The real gist of Friendly AI isn’t some imaginary 100% perfect safety concept, it’s ideas like, “Okay, we need to not have a conditionally independent chance of goal system warping on each self-modification because over the course of a billion modifications any conditionally independent probability will sum to ~1, but since self-modification is initially carried out in the highly deterministic environment of a computer chip it looks possible to use crisp approaches that avert a conditionally independent failure probability for each self-modification.” Following this methodology is not 100% safe, but rather, if you fail to do that, your conditionally independent failure probabilities add up to 1 and you’re 100% doomed.

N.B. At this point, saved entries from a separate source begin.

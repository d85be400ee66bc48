//! Example comparing exact and binned ROC curves on a small dataset.
//!
//! This example shows how to:
//! - Compute an exact curve into a caller-owned buffer
//! - Compute binned curves at several resolutions
//! - Use the owned `evaluate_roc` API with a config
//! - Serialize a curve to JSON

#![allow(clippy::cast_sign_loss)]

use coremetrics::error::Result;
use coremetrics::{RocConfig, RocPoint, compute_roc_binned, compute_roc_exact, evaluate_roc};

fn main() -> Result<()> {
    println!("coremetrics ROC example");

    let scores = [0.92, 0.81, 0.81, 0.74, 0.66, 0.52, 0.43, 0.38, 0.21, 0.05];
    let labels = [1, 1, 0, 1, 0, 1, 0, 0, 1, 0];

    // Exact mode needs room for n + 2 points.
    let mut out = vec![RocPoint::default(); scores.len() + 2];
    let summary = compute_roc_exact(&scores, &labels, &mut out, true)?;

    println!("\nExact curve ({} points):", summary.points_written);
    println!("{:>10} {:>8} {:>8}", "threshold", "fpr", "tpr");
    for point in &out[..summary.points_written] {
        println!(
            "{:>10.3} {:>8.3} {:>8.3}",
            point.threshold, point.fpr, point.tpr
        );
    }
    println!("AUC = {:.4}", summary.auc);
    let exact_auc = summary.auc;

    println!("\nBinned AUC by resolution:");
    for buckets in [2, 5, 10, 100] {
        let mut out = vec![RocPoint::default(); buckets as usize + 1];
        let summary = compute_roc_binned(&scores, &labels, buckets, &mut out, true)?;
        println!(
            "  {buckets:>4} buckets: AUC = {:.4} (off by {:.4})",
            summary.auc,
            (summary.auc - exact_auc).abs()
        );
    }

    let bool_labels: Vec<bool> = labels.iter().map(|&l| l != 0).collect();
    let curve = evaluate_roc(&scores, &bool_labels, &RocConfig::binned(4)?)?;
    match serde_json::to_string_pretty(&curve) {
        Ok(json) => println!("\nBinned curve as JSON:\n{json}"),
        Err(e) => eprintln!("failed to serialize curve: {e}"),
    }

    Ok(())
}
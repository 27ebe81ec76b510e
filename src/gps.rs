/// GPS ingestion over the diagnostic UART.
///
/// The receiver shares the UART with diagnostics; it only frames NMEA
/// sentences (`$BODY*HH`) and checks their XOR checksum. Decoding the
/// fields is left to the caller.
use core::fmt;

use crate::comm::{Line, LineReader};

/// Longest sentence body kept. NMEA 0183 caps a whole sentence at 82
/// characters, which leaves 75 once `$`, `*hh` and CRLF are counted.
pub const MAX_SENTENCE_LEN: usize = 75;

/// Sentence body between `$` and `*`, e.g. `GPGGA,123519,...`
pub type Sentence = heapless::String<MAX_SENTENCE_LEN>;

#[derive(Debug, Clone, Copy, PartialEq, Eq)]
pub enum NmeaError {
    MissingStart,
    MissingChecksum,
    BadChecksum { expected: u8, computed: u8 },
    NotAscii,
    TooLong,
}

impl fmt::Display for NmeaError {
    fn fmt(&self, f: &mut fmt::Formatter<'_>) -> fmt::Result {
        match self {
            NmeaError::MissingStart => f.write_str("sentence does not start with '$'"),
            NmeaError::MissingChecksum => f.write_str("sentence has no '*hh' checksum"),
            NmeaError::BadChecksum { expected, computed } => {
                write!(f, "checksum mismatch (expected {:02X}, computed {:02X})", expected, computed)
            }
            NmeaError::NotAscii => f.write_str("sentence contains non-ASCII bytes"),
            NmeaError::TooLong => f.write_str("sentence too long"),
        }
    }
}

/// Validate one NMEA line and return its body.
pub fn parse_sentence(line: &[u8]) -> Result<&str, NmeaError> {
    let rest = line.strip_prefix(b"$").ok_or(NmeaError::MissingStart)?;
    let star = rest
        .iter()
        .rposition(|&b| b == b'*')
        .ok_or(NmeaError::MissingChecksum)?;
    let (body, checksum) = (&rest[..star], &rest[star + 1..]);

    if checksum.len() != 2 {
        return Err(NmeaError::MissingChecksum);
    }
    let expected = hex_byte(checksum[0], checksum[1]).ok_or(NmeaError::MissingChecksum)?;
    let computed = body.iter().fold(0u8, |acc, &b| acc ^ b);
    if expected != computed {
        return Err(NmeaError::BadChecksum { expected, computed });
    }

    if body.len() > MAX_SENTENCE_LEN {
        return Err(NmeaError::TooLong);
    }
    if !body.is_ascii() {
        return Err(NmeaError::NotAscii);
    }
    core::str::from_utf8(body).map_err(|_| NmeaError::NotAscii)
}

fn hex_byte(hi: u8, lo: u8) -> Option<u8> {
    let digit = |c: u8| (c as char).to_digit(16).map(|d| d as u8);
    Some(digit(hi)? << 4 | digit(lo)?)
}

/// Assembles sentences from a byte stream and drops corrupt ones.
pub struct GpsReceiver {
    lines: LineReader,
    dropped: u32,
}

impl GpsReceiver {
    pub const fn new() -> Self {
        Self {
            lines: LineReader::new(),
            dropped: 0,
        }
    }

    /// Feed one byte; returns a sentence body once a valid line completes.
    pub fn feed(&mut self, byte: u8) -> Option<Sentence> {
        let parsed = match self.lines.feed(byte)? {
            Line::Complete(line) => parse_sentence(line).map(Sentence::try_from),
            Line::Overflowed => Err(NmeaError::TooLong),
        };
        match parsed {
            Ok(Ok(sentence)) => Some(sentence),
            Ok(Err(_)) => self.reject(NmeaError::TooLong),
            Err(e) => self.reject(e),
        }
    }

    fn reject(&mut self, e: NmeaError) -> Option<Sentence> {
        self.dropped = self.dropped.wrapping_add(1);
        log::warn!("GPS sentence dropped: {}", e);
        None
    }

    /// Count of lines rejected since start-up.
    pub fn dropped(&self) -> u32 {
        self.dropped
    }
}

impl Default for GpsReceiver {
    fn default() -> Self {
        Self::new()
    }
}
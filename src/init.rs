/// Two-phase board initialization lifecycle.
///
/// The node runtime calls the board hook twice: once with
/// [`InitPhase::Hardware`] before it touches serial or display, and once
/// with [`InitPhase::PostInitSerial`] after bringing them up. [`Lifecycle`]
/// enforces that order and rejects everything else.
use core::fmt;

/// Checkpoints at which the runtime invokes the board hook.
#[derive(Debug, Clone, Copy, PartialEq, Eq)]
pub enum InitPhase {
    /// Start of setup, before serial and display exist.
    Hardware,
    /// After the runtime has initialized serial and display.
    PostInitSerial,
}

impl InitPhase {
    /// State the board must be in for this phase to run.
    pub const fn precondition(self) -> BoardState {
        match self {
            InitPhase::Hardware => BoardState::Uninitialized,
            InitPhase::PostInitSerial => BoardState::HardwareInitDone,
        }
    }

    /// State reached when this phase completes.
    pub const fn outcome(self) -> BoardState {
        match self {
            InitPhase::Hardware => BoardState::HardwareInitDone,
            InitPhase::PostInitSerial => BoardState::Ready,
        }
    }
}

impl fmt::Display for InitPhase {
    fn fmt(&self, f: &mut fmt::Formatter<'_>) -> fmt::Result {
        f.write_str(match self {
            InitPhase::Hardware => "Hardware",
            InitPhase::PostInitSerial => "PostInitSerial",
        })
    }
}

#[derive(Debug, Clone, Copy, PartialEq, Eq)]
pub enum BoardState {
    Uninitialized,
    HardwareInitDone,
    /// Both phases succeeded. Terminal.
    Ready,
    /// A phase hook failed. Terminal; boot must not continue.
    Faulted,
}

/// Optional peripheral kinds, for error reporting.
#[derive(Debug, Clone, Copy, PartialEq, Eq)]
pub enum PeripheralKind {
    Light,
    Display,
    Serial,
    Gps,
}

impl fmt::Display for PeripheralKind {
    fn fmt(&self, f: &mut fmt::Formatter<'_>) -> fmt::Result {
        f.write_str(match self {
            PeripheralKind::Light => "indicator light",
            PeripheralKind::Display => "display",
            PeripheralKind::Serial => "serial port",
            PeripheralKind::Gps => "GPS",
        })
    }
}

#[derive(Debug, Clone, Copy, PartialEq, Eq)]
pub enum Fault {
    /// Driving a GPIO failed.
    Gpio,
    /// The device did not answer on its bus.
    NotResponding,
    /// The runtime did not bring the peripheral up before `PostInitSerial`.
    NotStarted,
}

/// Why a phase could not complete. Any error is fatal to boot.
#[derive(Debug, Clone, Copy, PartialEq, Eq)]
pub enum InitError {
    /// The phase was requested in the wrong state.
    OutOfOrder { phase: InitPhase, state: BoardState },
    /// Board-specific setup failed.
    Peripheral { peripheral: PeripheralKind, fault: Fault },
}

impl InitError {
    pub const fn peripheral(peripheral: PeripheralKind, fault: Fault) -> Self {
        InitError::Peripheral { peripheral, fault }
    }
}

impl fmt::Display for InitError {
    fn fmt(&self, f: &mut fmt::Formatter<'_>) -> fmt::Result {
        match self {
            InitError::OutOfOrder { phase, state } => {
                write!(f, "{} init requested in state {:?}", phase, state)
            }
            InitError::Peripheral { peripheral, fault } => {
                let what = match fault {
                    Fault::Gpio => "GPIO write failed",
                    Fault::NotResponding => "not responding",
                    Fault::NotStarted => "not started by runtime",
                };
                write!(f, "{}: {}", peripheral, what)
            }
        }
    }
}

impl core::error::Error for InitError {}

/// Phase-ordering state machine.
#[derive(Debug)]
pub struct Lifecycle {
    state: BoardState,
}

impl Lifecycle {
    pub const fn new() -> Self {
        Self {
            state: BoardState::Uninitialized,
        }
    }

    pub fn state(&self) -> BoardState {
        self.state
    }

    pub fn is_ready(&self) -> bool {
        self.state == BoardState::Ready
    }

    /// Check that `phase` may run now. Does not change state.
    pub fn check(&self, phase: InitPhase) -> Result<(), InitError> {
        if self.state == phase.precondition() {
            Ok(())
        } else {
            Err(InitError::OutOfOrder {
                phase,
                state: self.state,
            })
        }
    }

    /// Record a successful phase.
    pub fn complete(&mut self, phase: InitPhase) -> Result<BoardState, InitError> {
        self.check(phase)?;
        self.state = phase.outcome();
        Ok(self.state)
    }

    /// Record a failed phase. No further phase will be accepted.
    pub fn fault(&mut self) {
        self.state = BoardState::Faulted;
    }
}

impl Default for Lifecycle {
    fn default() -> Self {
        Self::new()
    }
}
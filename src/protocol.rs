/// JSON messages the board emits on its diagnostic port.
///
/// All messages are newline-delimited JSON (NDJSON).
/// Uses fixed-size `heapless` buffers for no_std/no-alloc operation.
use heapless::Vec;
use serde::Serialize;

use crate::defaults::SerialWait;
use crate::pins::PinMap;

/// Radio wiring as reported, pins in LMIC numbering (255 = unused).
#[derive(Debug, Clone, Copy, PartialEq, Eq, Serialize)]
pub struct PinReport {
    pub nss: u8,
    pub rst: u8,
    pub dio: [u8; 3],
    pub rxen: u8,
    pub txen: u8,
}

impl From<&PinMap> for PinReport {
    fn from(map: &PinMap) -> Self {
        Self {
            nss: map.nss.number(),
            rst: map.rst.lmic_value(),
            dio: map.dio_lmic(),
            rxen: map.rx_enable().lmic_value(),
            txen: map.tx_enable().lmic_value(),
        }
    }
}

/// Which optional peripherals this image was built with.
#[derive(Debug, Clone, Copy, PartialEq, Eq, Serialize)]
pub struct PeripheralReport {
    pub led: bool,
    pub display: bool,
    pub serial: bool,
    pub gps: bool,
}

impl PeripheralReport {
    pub const fn compiled() -> Self {
        Self {
            led: cfg!(feature = "led"),
            display: cfg!(feature = "display"),
            serial: cfg!(feature = "serial"),
            gps: cfg!(feature = "gps"),
        }
    }
}

/// Messages sent from the board to a host terminal
#[derive(Debug, Serialize)]
#[serde(tag = "type")]
pub enum DeviceMessage<'a> {
    /// Board summary, sent once after initialization
    #[serde(rename = "board")]
    Board {
        /// Board profile name
        board: &'static str,
        device_id: &'a str,
        /// Firmware version
        version: &'static str,
        /// MCU family
        mcu: &'static str,
        pins: PinReport,
        peripherals: PeripheralReport,
        /// Omitted when the runtime does not wait
        #[serde(skip_serializing_if = "Option::is_none")]
        wait_for_serial: Option<SerialWait>,
    },
}

/// Firmware version string
pub const VERSION: &str = env!("CARGO_PKG_VERSION");

/// Maximum size of a serialized JSON message
pub const MAX_MSG_LEN: usize = 384;

/// Buffer type for serialized JSON messages
pub type MsgBuffer = Vec<u8, MAX_MSG_LEN>;

#[cfg(test)]
mod tests {
    use super::*;
    use crate::pins::{BusId, Gpio, Pin, RfSwitch, SpiPins};

    fn map() -> PinMap {
        PinMap {
            nss: Gpio(18),
            rst: Pin::gpio(14),
            dio: [Pin::gpio(26), Pin::gpio(33), Pin::Unused],
            rf_switch: RfSwitch::None,
            spi: SpiPins {
                bus: BusId::spi(3),
                sck: Gpio(5),
                mosi: Gpio(27),
                miso: Gpio(19),
            },
            #[cfg(feature = "mcci-lmic")]
            tuning: crate::pins::RadioTuning {
                rxtx_rx_active: crate::pins::ActiveLevel::Low,
                rssi_cal: 0,
                spi_freq_hz: 1_000_000,
            },
        }
    }

    fn to_json(msg: &DeviceMessage) -> std::string::String {
        let mut buf = [0u8; MAX_MSG_LEN];
        let len = serde_json_core::to_slice(msg, &mut buf).unwrap();
        core::str::from_utf8(&buf[..len]).unwrap().into()
    }

    #[test]
    fn pin_report_uses_lmic_sentinel() {
        let report = PinReport::from(&map());
        assert_eq!(report.nss, 18);
        assert_eq!(report.dio, [26, 33, 255]);
        assert_eq!(report.rxen, 255);
        assert_eq!(report.txen, 255);
    }

    #[test]
    fn serialize_board_message() {
        let msg = DeviceMessage::Board {
            board: "test_board",
            device_id: "node-1",
            version: "0.1.0",
            mcu: "ESP32",
            pins: PinReport::from(&map()),
            peripherals: PeripheralReport {
                led: true,
                display: false,
                serial: true,
                gps: false,
            },
            wait_for_serial: None,
        };
        let json = to_json(&msg);
        assert!(json.starts_with(r#"{"type":"board""#));
        assert!(json.contains(r#""device_id":"node-1""#));
        assert!(json.contains(r#""dio":[26,33,255]"#));
        assert!(json.contains(r#""peripherals":{"led":true,"display":false,"serial":true,"gps":false}"#));
        assert!(!json.contains("wait_for_serial"));
    }

    #[test]
    fn serialize_wait_for_serial() {
        let msg = DeviceMessage::Board {
            board: "b",
            device_id: "d",
            version: VERSION,
            mcu: "ESP32",
            pins: PinReport::from(&map()),
            peripherals: PeripheralReport::compiled(),
            wait_for_serial: Some(SerialWait::Seconds(10)),
        };
        assert!(to_json(&msg).contains(r#""wait_for_serial":{"Seconds":10}"#));
    }

    #[test]
    fn compiled_report_matches_features() {
        let report = PeripheralReport::compiled();
        assert_eq!(report.led, cfg!(feature = "led"));
        assert_eq!(report.gps, cfg!(feature = "gps"));
    }

    // ── Version constant ────────────────────────────────────────────

    #[test]
    fn version_is_semver() {
        let parts: heapless::Vec<&str, 4> = VERSION.split('.').collect();
        assert_eq!(
            parts.len(),
            3,
            "VERSION should be semver (major.minor.patch)"
        );
        for part in &parts {
            assert!(part.parse::<u32>().is_ok(), "'{part}' is not a number");
        }
    }
}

This analysis isn’t right. If the designers of an intelligent system don’t crack a problem, it doesn’t mean it will never be solved. Maybe it will be solved by the 4th generation design. Maybe it will be solved by the 10th generation design. You can’t just assume that a bug in an intelligent system’s implementation will persist for a billion iterative modifications without it being discovered and fixed.
It would surely be disingenious to argue that—if everything turned out all right—the original designers must have solved the problem without even realising it.
We should face up to the fact that this may not be a problem we need to solve alone—it might get solved by intelligent machines—or, perhaps, by the man-machine symbiosis.
If the designers of an intelligent system don’t crack a problem, it doesn’t mean it will never be solved. Maybe it will be solved by the 4th generation design. Maybe it will be solved by the 10th generation design.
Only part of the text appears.